Gabriela, a irmã mais velha, de 11 anos, vai se arrumando quase calada e sorri a cada vez que Abraão se queixa. É ela quem abraça Marta, a bebê de 3 meses, traz pro colo e beija. E com a boca roxa do gelo anuncia: – já são cinco e dezesseis!
Um cão insistente chora lá fora. Marta quer o peito agora, mas já não dá tempo. Enrolada no cobertor, ela vai para dentro do carrinho de bebê. A mãe fecha o cadeado na porta, Gabriela sem um casaco treme. Tudo é escuro no pampa gaúcho quando os quatro mergulham nas estradas de chão do Assentamento Caiboaté, município de São Gabriel, Fronteira-Oeste do Rio Grande do Sul.
São sete quilômetros de terra e geada até o cruzamento onde passa o ônibus escolar. O carrinho da bebê vai trepidando sobre as pedras enquanto Rosa dança desviando das maiores. O menino se esforça para acompanhar o passo. Quando fica para trás, corre.
“Tem horas que me dá vontade até de chorar na estrada também, quando o Abraão chora. Porque ele é pequeno, dói as pernas. E a gente sabe que tem que forçar a ir”, desabafa a mãe. É difícil aceitar que os filhos sofram assim, já que a lei assegura o transporte escolar para que não caminhem tanto.
“A única coisa que dizem é que não podem fazer nada. A Prefeitura (de São Gabriel) fala que dentro do assentamento é o Incra (Instituto Nacional de Colonização e Reforma Agrária) que tem que resolver. O Incra diz que não tem dinheiro. Disseram para nós que depois que arrumassem as estradas o ônibus ia entrar pra pegar as crianças. Depois disseram que não podiam por causa da chuva. Fazem o contrário do que dizem. Às vezes dá até uma revolta na gente.”
Assim começa o jogo de empurra-empurra. A Prefeitura, responsável pelo transporte escolar, acusa o Incra de não melhorar as péssimas condições das estradas internas dos assentamentos, afirmando que os ônibus da sua frota não têm condições de trafegar.

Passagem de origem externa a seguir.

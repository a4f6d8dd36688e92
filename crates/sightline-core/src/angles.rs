//! Angle arithmetic. Angles are never compared by raw subtraction.

use glam::DVec3;

/// Wrap an angle in degrees into the canonical range [-180, 180).
pub fn wrap_degrees(angle: f64) -> f64 {
    let wrapped = (angle + 180.0).rem_euclid(360.0) - 180.0;
    // rem_euclid can round up to the modulus for tiny negative inputs.
    if wrapped >= 180.0 {
        -180.0
    } else {
        wrapped
    }
}

/// Shortest angular distance in degrees between two headings.
///
/// Result is in [0, 180] and symmetric in its arguments.
pub fn shortest_distance(a: f64, b: f64) -> f64 {
    let diff = (a - b).rem_euclid(360.0);
    if diff > 180.0 {
        360.0 - diff
    } else {
        diff
    }
}

/// Angle in degrees between two vectors. Zero-length input yields 0.
///
/// Uses `atan2(|a x b|, a . b)`, which stays accurate for nearly parallel
/// vectors where `acos` of the normalized dot product loses precision.
pub fn angle_between_deg(a: DVec3, b: DVec3) -> f64 {
    if a.length_squared() <= f64::EPSILON || b.length_squared() <= f64::EPSILON {
        return 0.0;
    }
    a.cross(b).length().atan2(a.dot(b)).to_degrees()
}

/// Angle in degrees between a view direction and the line from `eye` to `target`.
///
/// Returns `None` when the two points are closer than one unit, where the
/// line of sight has no meaningful direction.
pub fn off_axis_deg(view_dir: DVec3, eye: DVec3, target: DVec3) -> Option<f64> {
    let to_target = target - eye;
    if to_target.length() < 1.0 {
        return None;
    }
    Some(angle_between_deg(view_dir, to_target))
}

#[cfg(test)]
mod tests {
    use super::*;
    use proptest::prelude::*;

    #[test]
    fn test_wrap_degrees_canonical_range() {
        assert_eq!(wrap_degrees(180.0), -180.0);
        assert_eq!(wrap_degrees(-180.0), -180.0);
        assert_eq!(wrap_degrees(190.0), -170.0);
        assert_eq!(wrap_degrees(-190.0), 170.0);
        assert_eq!(wrap_degrees(720.0), 0.0);
    }

    #[test]
    fn test_shortest_distance_across_boundary() {
        assert!((shortest_distance(179.0, -179.0) - 2.0).abs() < 1e-9);
        assert!((shortest_distance(-170.0, 170.0) - 20.0).abs() < 1e-9);
        assert!((shortest_distance(0.0, 180.0) - 180.0).abs() < 1e-9);
    }

    #[test]
    fn test_off_axis_straight_ahead() {
        let angle = off_axis_deg(DVec3::X, DVec3::ZERO, DVec3::new(100.0, 0.0, 0.0)).unwrap();
        assert!(angle.abs() < 1e-9);
        let behind = off_axis_deg(DVec3::X, DVec3::ZERO, DVec3::new(-100.0, 0.0, 0.0)).unwrap();
        assert!((behind - 180.0).abs() < 1e-9);
    }

    #[test]
    fn test_off_axis_coincident_points() {
        assert!(off_axis_deg(DVec3::X, DVec3::ZERO, DVec3::new(0.5, 0.0, 0.0)).is_none());
    }

    proptest! {
        #[test]
        fn prop_shortest_distance_bounded_and_symmetric(
            a in -1080.0f64..1080.0,
            b in -1080.0f64..1080.0
        ) {
            let d = shortest_distance(a, b);
            prop_assert!((0.0..=180.0).contains(&d));
            prop_assert!((d - shortest_distance(b, a)).abs() < 1e-9);
        }

        #[test]
        fn prop_wrap_degrees_in_range(a in -1e6f64..1e6) {
            let w = wrap_degrees(a);
            prop_assert!((-180.0..180.0).contains(&w));
        }

        #[test]
        fn prop_view_distance_bounded_and_symmetric(
            p1 in -89.0f64..89.0, y1 in -180.0f64..180.0,
            p2 in -89.0f64..89.0, y2 in -180.0f64..180.0
        ) {
            let a = crate::types::ViewAngles::new(p1, y1);
            let b = crate::types::ViewAngles::new(p2, y2);
            let d = a.angular_distance(&b);
            prop_assert!((0.0..=180.0).contains(&d));
            prop_assert!((d - b.angular_distance(&a)).abs() < 1e-9);
        }
    }
}
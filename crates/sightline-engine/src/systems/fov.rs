//! Field-of-view engagement tracker.
//!
//! For each damage event, walks the tick arena backward from the event to find
//! when the victim entered the attacker's sight cone. The walk is bounded by
//! the look-back window and the round start, and stops early at the first
//! tick either player is not alive.

use std::collections::HashSet;

use sightline_core::angles::off_axis_deg;
use sightline_core::config::AnalysisConfig;
use sightline_core::enums::EngagementStatus;
use sightline_core::input::PlayerSnapshot;
use sightline_core::types::PlayerId;

use crate::engagement::EngagementWindow;
use crate::store::TickStore;

/// Why the backward scan ended.
#[derive(Debug, Clone, Copy, PartialEq, Eq)]
enum ScanStop {
    /// Reached the window floor (or the first recorded tick).
    WindowExhausted,
    /// The target left the cone going backward in time.
    ConeExit,
    /// One of the players was missing or dead.
    NotAlive,
}

/// Whether `target` is inside `actor`'s sight cone.
pub fn in_cone(
    actor: &PlayerSnapshot,
    target: &PlayerSnapshot,
    half_angle_deg: f64,
    eye_height: f64,
) -> bool {
    off_axis_deg(
        actor.view.direction(),
        actor.position.eye(eye_height),
        target.position.eye(eye_height),
    )
    .is_some_and(|angle| angle <= half_angle_deg)
}

/// Run the backward sight search for one `(actor, target, event_tick)` triple.
pub fn track(
    store: &TickStore,
    config: &AnalysisConfig,
    actor: PlayerId,
    target: PlayerId,
    event_tick: u32,
) -> EngagementWindow {
    let round = store.round_of(event_tick);
    let mut window = EngagementWindow {
        actor_id: actor,
        target_id: target,
        round: round.map(|r| r.number),
        event_tick,
        sight_tick: None,
        fire_tick: None,
        status: EngagementStatus::Invalid,
    };

    let Some(event_pos) = store.position_of(event_tick) else {
        return window;
    };
    if !store
        .snapshot_at(actor, event_pos)
        .is_some_and(PlayerSnapshot::is_active)
    {
        return window;
    }

    let mut floor = event_tick.saturating_sub(store.ticks_for_secs(config.lookback_secs));
    if let Some(round) = round {
        floor = floor.max(round.start_tick);
    }

    let half_angle = config.fov_half_angle_deg();
    let mut run_start: Option<usize> = None;
    let mut stop = ScanStop::WindowExhausted;
    let mut pos = event_pos;
    loop {
        if store.tick_at(pos).index < floor {
            break;
        }
        let actor_snap = store
            .snapshot_at(actor, pos)
            .filter(|s| s.is_active());
        // The victim may already read as dead on the tick of a lethal hit.
        let target_snap = store
            .snapshot_at(target, pos)
            .filter(|s| pos == event_pos || s.is_active());
        let (Some(a), Some(t)) = (actor_snap, target_snap) else {
            stop = ScanStop::NotAlive;
            break;
        };

        if in_cone(a, t, half_angle, config.eye_height) {
            run_start = Some(pos);
        } else if run_start.is_some() {
            stop = ScanStop::ConeExit;
            break;
        }

        if pos == 0 {
            break;
        }
        pos -= 1;
    }

    window.status = match (run_start, stop) {
        (None, _) => EngagementStatus::Untracked,
        (Some(_), ScanStop::WindowExhausted) => EngagementStatus::PreAim,
        // Visible only on the event tick itself: no measurable exposure.
        (Some(start), _) if start == event_pos => EngagementStatus::Untracked,
        (Some(_), _) => EngagementStatus::Tracked,
    };
    if window.status != EngagementStatus::Untracked {
        let sight_tick = run_start.map(|p| store.tick_at(p).index);
        window.sight_tick = sight_tick;
        window.fire_tick = sight_tick.and_then(|s| first_shot(store, actor, s, event_tick));
    }
    window
}

/// First firearm shot by `shooter` in `[from, to]`.
fn first_shot(store: &TickStore, shooter: PlayerId, from: u32, to: u32) -> Option<u32> {
    let fires = store.fires();
    let start = fires.partition_point(|f| f.tick < from);
    fires[start..]
        .iter()
        .take_while(|f| f.tick <= to)
        .find(|f| f.shooter_id == shooter && f.weapon.is_firearm())
        .map(|f| f.tick)
}

/// Track every engagement the actor initiated by damaging another player.
///
/// With `first_contact_only`, later hits on the same victim in the same round
/// are follow-up shots rather than new engagements and are skipped.
pub fn engagements_for(
    store: &TickStore,
    config: &AnalysisConfig,
    actor: PlayerId,
) -> Vec<EngagementWindow> {
    let mut seen: HashSet<(PlayerId, Option<u32>)> = HashSet::new();
    let mut windows = Vec::new();

    for dmg in store.damages() {
        if dmg.attacker_id != actor || dmg.victim_id == actor {
            continue;
        }
        if config.first_contact_only {
            let round = store.round_of(dmg.tick).map(|r| r.number);
            if !seen.insert((dmg.victim_id, round)) {
                continue;
            }
        }
        windows.push(track(store, config, actor, dmg.victim_id, dmg.tick));
    }
    windows
}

O prefeito Rossano Gonçalves (PDT) recorre a números para explicar o problema: “Temos 15 ônibus próprios e 14 terceirizados para o transporte de cerca de mil jovens do meio rural, percorrendo um total de 3,5 mil km diários”. Não há um que passe perto da casa de Abraão. “Para isso precisaria de veículos tracionados, que nós não possuímos”, afirma Gonçalves.
O Incra informa que no planejamento dos assentamentos não há verba para resolver o problema do transporte escolar interno provisoriamente, e que a construção das estradas sofreu atraso, cortes orçamentários e problemas de execução.
No entanto, o que se passa com a família de Rosa é regra nos oito assentamentos do município. Algumas crianças caminham até 10 km para chegar ao ônibus escolar. A negligência se repete há três anos e meio, desde que as 125 crianças assentadas em idade escolar chegaram aos lotes do assentamento Conquista do Caiboaté.
Muitas famílias estão se separando dos filhos, deixando-os na casa de parentes ou amigos para que fiquem mais perto da estrada. Algumas não colocam os filhos na escola porque não conseguem levá-los até lá. O Conselho Tutelar pressiona as famílias para que ninguém falte às aulas, mas não se envolve com a solução do problema. E quando um assentado resolveu levar seus filhos de carroça, foi advertido pelo Conselho de que seria responsabilizado por qualquer acidente no trajeto.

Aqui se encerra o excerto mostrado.